- _Goal of the exercise_
Within the entries below, find the portion that opens with the line containing "slice is valid" and closes with the line containing "pub fn set_pacing_delay(&mut". Retype that portion exactly and only.

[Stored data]
^^^^
//! Telemetry endpoint orchestration
//!
//! Ties the frame scanner to a serial link and keeps the last decoded
//! reading. One endpoint owns its link, its scanner, and its scratch
//! storage; nothing here is shared, and concurrent callers must serialize
//! outside.

use embedded_hal::delay::DelayNs;
use heapless::String;

use sensorwire_hal::SerialLink;
use sensorwire_protocol::{
    decode, Decoded, FrameError, FrameScanner, RawFrame, Reading, MAX_MSG_LEN,
};

/// Default pause after each transmitted frame, in milliseconds
pub const DEFAULT_PACING_DELAY_MS: u32 = 100;

/// Outcome of one poll
#[derive(Debug, Clone, Copy, PartialEq, Eq)]
#[cfg_attr(feature = "defmt", derive(defmt::Format))]
pub enum PollOutcome {
    /// No complete frame has arrived yet
    Pending,
    /// A well-formed frame was decoded and the reading updated
    Reading,
    /// A frame hit the buffer cap before its terminator; whatever decoded
    /// of it was kept
    Truncated,
    /// A frame arrived with a missing field or non-numeric value
    Malformed,
}

impl PollOutcome {
    /// True for every outcome that delivered a frame, well-formed or not
    pub fn has_frame(&self) -> bool {
        !matches!(self, PollOutcome::Pending)
    }

    /// True when a well-formed reading was stored
    pub fn is_reading(&self) -> bool {
        matches!(self, PollOutcome::Reading)
    }
}

/// Errors from the transmit path
#[derive(Debug, Clone, Copy, PartialEq, Eq)]
#[cfg_attr(feature = "defmt", derive(defmt::Format))]
pub enum SendError<E> {
    /// The reading could not be encoded as a frame
    Encode(FrameError),
    /// The transport rejected the write
    Link(E),
}

/// One telemetry endpoint
///
/// Owns the serial link, the delay source for transmit pacing, and the last
/// decoded reading. [`poll`](Self::poll) never blocks;
/// [`poll_blocking`](Self::poll_blocking) and [`send`](Self::send) do, the
/// latter for the pacing delay.
pub struct SensorEndpoint<L, D> {
    link: L,
    delay: D,
    scanner: FrameScanner,
    raw: Option<RawFrame>,
    name: String<MAX_MSG_LEN>,
    value: i32,
    pacing_delay_ms: u32,
}

impl<L, D> SensorEndpoint<L, D>
where
    L: SerialLink,
    D: DelayNs,
{
    /// Create an endpoint over the given link and delay source
    pub fn new(link: L, delay: D) -> Self {
        Self {
            link,
            delay,
            scanner: FrameScanner::new(),
            raw: None,
            name: String::new(),
            value: 0,
            pacing_delay_ms: DEFAULT_PACING_DELAY_MS,
        }
    }

    /// Open the link at the given baud rate
    pub fn init(&mut self, baud: u32) -> Result<(), L::Error> {
        self.link.open(baud)
    }

    /// Poll the link for one frame without blocking
    ///
    /// Drains bytes the link reports available, feeding the scanner. Stops
    /// at the first complete frame so later bytes stay queued in the
    /// transport for the next poll.
    pub fn poll(&mut self) -> PollOutcome {
        while self.link.available() {
            let byte = match self.link.read_byte() {
                Ok(byte) => byte,
                Err(_) => {
                    // The wire protocol carries no transport-failure
                    // outcome; treat the link as idle and leave a trace.
                    #[cfg(feature = "defmt")]
                    defmt::warn!("serial read failed mid-poll");
                    return PollOutcome::Pending;
                }
            };
            if let Some(frame) = self.scanner.feed(byte) {
                return self.accept(frame);
            }
        }
        PollOutcome::Pending
    }

    /// Poll until a frame arrives
    ///
    /// Busy-polls the link with no sleeping of its own; unbounded in
    /// wall-clock time when nothing ever sends. Callers needing a deadline
    /// wrap the link itself. Never returns [`PollOutcome::Pending`].
    pub fn poll_blocking(&mut self) -> PollOutcome {
        loop {
            let outcome = self.poll();
            if outcome.has_frame() {
                return outcome;
            }
        }
    }

    /// Name of the last decoded reading
    ///
    /// Borrowed from endpoint-owned scratch storage; the slice is valid
    /// only until the next poll stores a new reading.
    pub fn last_name(&self) -> &str {
        &self.name
    }

    /// Value of the last decoded reading
    pub fn last_value(&self) -> i32 {
        self.value
    }

    /// Text of the last scanned frame, delimiters included
    pub fn last_raw(&self) -> &str {
        self.raw.as_ref().map(RawFrame::as_str).unwrap_or("")
    }

    /// Set the pause inserted after each `send`
    pub fn set_pacing_delay(&mut self, ms: u32) {
        self.pacing_delay_ms = ms;
    }

    /// Current pacing delay in milliseconds
    pub fn pacing_delay(&self) -> u32 {
        self.pacing_delay_ms
    }

    /// Encode and transmit one reading, then pause for the pacing delay
    ///
    /// The pause throttles transmission so slow receivers keep up; it
    /// blocks the caller deliberately.
    pub fn send(&mut self, name: &str, value: i32) -> Result<(), SendError<L::Error>> {
        let reading = Reading::new(name, value).map_err(SendError::Encode)?;
        let encoded = reading.encode_to_vec().map_err(SendError::Encode)?;
        self.link.write(&encoded).map_err(SendError::Link)?;
        self.delay.delay_ms(self.pacing_delay_ms);
        Ok(())
    }

    /// Access the owned link, e.g. for transport management
    pub fn link_mut(&mut self) -> &mut L {
        &mut self.link
    }

    fn accept(&mut self, frame: RawFrame) -> PollOutcome {
        let truncated = frame.is_truncated();
        let outcome = match decode(frame.as_str()) {
            Decoded::Reading(reading) => {
                self.store(reading.name, reading.value);
                if truncated {
                    PollOutcome::Truncated
                } else {
                    PollOutcome::Reading
                }
            }
            Decoded::NonNumeric { name } => {
                // non-numeric values read as zero
                self.store(name, 0);
                if truncated {
                    PollOutcome::Truncated
                } else {
                    PollOutcome::Malformed
                }
            }
            Decoded::MissingField => {
                if truncated {
                    PollOutcome::Truncated
                } else {
                    PollOutcome::Malformed
                }
            }
        };
        self.raw = Some(frame);
        outcome
    }

    fn store(&mut self, name: &str, value: i32) {
        self.name.clear();
        // Cannot fail: frame text is always shorter than the scratch
        // capacity
        let _ = self.name.push_str(name);
        self.value = value;
    }
}
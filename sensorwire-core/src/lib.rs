//! Board-agnostic endpoint logic for sensorwire telemetry links
//!
//! This crate contains the application-facing half of the link, independent
//! of any specific transport:
//!
//! - Polling endpoint that scans, decodes, and keeps the last reading
//! - Transmit path with its pacing throttle
//!
//! Construct one [`SensorEndpoint`] at the application's composition root
//! and hand it to whatever loop polls it; there is no ambient global
//! instance.

#![no_std]
#![deny(unsafe_code)]

pub mod endpoint;

pub use endpoint::{PollOutcome, SendError, SensorEndpoint, DEFAULT_PACING_DELAY_MS};
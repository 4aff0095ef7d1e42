//! Frame delimiting and scanning.
//!
//! Frame format:
//! - START (1 byte): `\r` synchronization byte
//! - NAME: ASCII token, no tab/CR/LF
//! - SEP (1 byte): `\t`
//! - VALUE: ASCII decimal integer, optional leading `-`
//! - SEP (1 byte): `\t`
//! - END (1 byte): `\n`

use heapless::Vec;

/// Frame synchronization byte
pub const FRAME_START: u8 = b'\r';

/// Field separator between name and value
pub const FIELD_SEP: u8 = b'\t';

/// Frame terminator
pub const FRAME_END: u8 = b'\n';

/// Maximum complete frame size in bytes, terminator included
pub const MAX_MSG_LEN: usize = 32;

/// Advisory maximum name length
///
/// Senders are expected to stay within it, but only the whole-frame cap is
/// enforced anywhere.
pub const MAX_NAME_LEN: usize = 10;

/// Errors that can occur while encoding a frame
#[derive(Debug, Clone, Copy, PartialEq, Eq)]
#[cfg_attr(feature = "defmt", derive(defmt::Format))]
pub enum FrameError {
    /// Name contains a delimiter byte (tab, CR, or LF)
    InvalidName,
    /// Encoded frame exceeds [`MAX_MSG_LEN`]
    FrameTooLong,
    /// Caller buffer too small for encoding
    BufferTooSmall,
}

/// One delimited frame recovered from the byte stream
///
/// Holds the frame text after the start marker, terminator included. A
/// frame that hit the buffer cap before its terminator arrived carries the
/// truncated flag instead; its text is whatever fit.
#[derive(Debug, Clone, PartialEq, Eq)]
#[cfg_attr(feature = "defmt", derive(defmt::Format))]
pub struct RawFrame {
    text: Vec<u8, MAX_MSG_LEN>,
    truncated: bool,
}

impl RawFrame {
    /// Frame text as a string slice
    ///
    /// Non-UTF-8 content reads as the empty string.
    pub fn as_str(&self) -> &str {
        core::str::from_utf8(&self.text).unwrap_or("")
    }

    /// Raw frame bytes
    pub fn as_bytes(&self) -> &[u8] {
        &self.text
    }

    /// True if the frame hit the buffer cap before its terminator arrived
    pub fn is_truncated(&self) -> bool {
        self.truncated
    }

    /// Frame text length in bytes
    pub fn len(&self) -> usize {
        self.text.len()
    }

    /// True for a frame with no text
    pub fn is_empty(&self) -> bool {
        self.text.is_empty()
    }
}

/// State machine that recovers frames from an unbounded byte stream
///
/// Feed bytes one at a time: the scanner discards everything up to the next
/// start marker, then collects frame text until the terminator or the
/// buffer cap. Feeding never blocks; `None` means no complete frame yet,
/// and partial progress is kept across calls.
#[derive(Debug, Clone)]
pub struct FrameScanner {
    state: ScanState,
    buffer: Vec<u8, MAX_MSG_LEN>,
}

#[derive(Debug, Clone, Copy, PartialEq, Eq)]
enum ScanState {
    /// Discarding bytes until a start marker
    WaitingForStart,
    /// Collecting frame text
    Collecting,
}

impl Default for FrameScanner {
    fn default() -> Self {
        Self::new()
    }
}

impl FrameScanner {
    /// Create a new frame scanner
    pub fn new() -> Self {
        Self {
            state: ScanState::WaitingForStart,
            buffer: Vec::new(),
        }
    }

    /// Reset to waiting-for-start, dropping any partial frame
    pub fn reset(&mut self) {
        self.state = ScanState::WaitingForStart;
        self.buffer.clear();
    }

    /// Feed a single byte to the scanner
    ///
    /// Returns `Some(frame)` when a frame completes, `None` when more bytes
    /// are needed. A frame completes on its `\n` terminator, or early with
    /// the truncated flag set once `MAX_MSG_LEN - 1` bytes accumulate
    /// without one. A start marker seen while collecting is ordinary data.
    pub fn feed(&mut self, byte: u8) -> Option<RawFrame> {
        match self.state {
            ScanState::WaitingForStart => {
                if byte == FRAME_START {
                    // a fresh frame never keeps bytes from an earlier one
                    self.buffer.clear();
                    self.state = ScanState::Collecting;
                }
                None
            }
            ScanState::Collecting => {
                // Cannot fail: the completion checks below keep the length
                // under capacity between calls
                let _ = self.buffer.push(byte);
                if byte == FRAME_END {
                    Some(self.complete(false))
                } else if self.buffer.len() >= MAX_MSG_LEN - 1 {
                    Some(self.complete(true))
                } else {
                    None
                }
            }
        }
    }

    /// Feed multiple bytes to the scanner
    ///
    /// Returns the first complete frame found, if any. Remaining bytes
    /// after a complete frame are not consumed.
    pub fn feed_bytes(&mut self, bytes: &[u8]) -> Option<RawFrame> {
        for &byte in bytes {
            if let Some(frame) = self.feed(byte) {
                return Some(frame);
            }
        }
        None
    }

    fn complete(&mut self, truncated: bool) -> RawFrame {
        let frame = RawFrame {
            text: self.buffer.clone(),
            truncated,
        };
        self.reset();
        frame
    }
}

#[cfg(test)]
mod tests {
    use super::*;

    #[test]
    fn test_scan_complete_frame() {
        let mut scanner = FrameScanner::new();
        let frame = scanner.feed_bytes(b"\raccel\t512\t\n").unwrap();
        assert_eq!(frame.as_str(), "accel\t512\t\n");
        assert!(!frame.is_truncated());
    }

    #[test]
    fn test_scanner_resync_after_garbage() {
        let mut scanner = FrameScanner::new();
        assert!(scanner.feed_bytes(b"\x00\xffjunk\n\t").is_none());
        let frame = scanner.feed_bytes(b"\rtemp\t-3\t\n").unwrap();
        assert_eq!(frame.as_str(), "temp\t-3\t\n");
    }

    #[test]
    fn test_scanner_truncates_at_capacity() {
        let mut scanner = FrameScanner::new();
        assert!(scanner.feed(b'\r').is_none());

        let mut frame = None;
        for _ in 0..40 {
            if let Some(f) = scanner.feed(b'A') {
                frame = Some(f);
                break;
            }
        }

        let frame = frame.unwrap();
        assert!(frame.is_truncated());
        assert_eq!(frame.len(), MAX_MSG_LEN - 1);
        assert!(!frame.as_bytes().contains(&FRAME_END));

        // leftover bytes fall into the resynchronization wait
        assert!(scanner.feed_bytes(b"AAAAAAAAA").is_none());
    }

    #[test]
    fn test_terminator_on_last_slot_is_not_truncated() {
        // 27-char name + "\t1\t\n" lands the terminator on the final byte
        let mut scanner = FrameScanner::new();
        let frame = scanner
            .feed_bytes(b"\rAAAAAAAAAAAAAAAAAAAAAAAAAAA\t1\t\n")
            .unwrap();
        assert_eq!(frame.len(), MAX_MSG_LEN - 1);
        assert!(!frame.is_truncated());
    }

    #[test]
    fn test_no_leak_between_frames() {
        let mut scanner = FrameScanner::new();
        let first = scanner.feed_bytes(b"\rlongname\t123456\t\n").unwrap();
        assert_eq!(first.as_str(), "longname\t123456\t\n");

        let second = scanner.feed_bytes(b"\rab\t2\t\n").unwrap();
        assert_eq!(second.as_str(), "ab\t2\t\n");
    }

    #[test]
    fn test_start_marker_mid_frame_is_data() {
        let mut scanner = FrameScanner::new();
        let frame = scanner.feed_bytes(b"\ra\rb\t1\t\n").unwrap();
        assert_eq!(frame.as_str(), "a\rb\t1\t\n");
    }

    #[test]
    fn test_reset_drops_partial_frame() {
        let mut scanner = FrameScanner::new();
        assert!(scanner.feed_bytes(b"\raccel\t5").is_none());
        scanner.reset();

        let frame = scanner.feed_bytes(b"\rgyro\t9\t\n").unwrap();
        assert_eq!(frame.as_str(), "gyro\t9\t\n");
    }

    #[test]
    fn test_empty_frame() {
        let mut scanner = FrameScanner::new();
        let frame = scanner.feed_bytes(b"\r\n").unwrap();
        assert_eq!(frame.as_str(), "\n");
        assert!(!frame.is_truncated());
    }
}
^^^^
- _Task answer_
    /// Borrowed from endpoint-owned scratch storage; the slice is valid
    /// only until the next poll stores a new reading.
    pub fn last_name(&self) -> &str {
        &self.name
    }

    /// Value of the last decoded reading
    pub fn last_value(&self) -> i32 {
        self.value
    }

    /// Text of the last scanned frame, delimiters included
    pub fn last_raw(&self) -> &str {
        self.raw.as_ref().map(RawFrame::as_str).unwrap_or("")
    }

    /// Set the pause inserted after each `send`
    pub fn set_pacing_delay(&mut self, ms: u32) {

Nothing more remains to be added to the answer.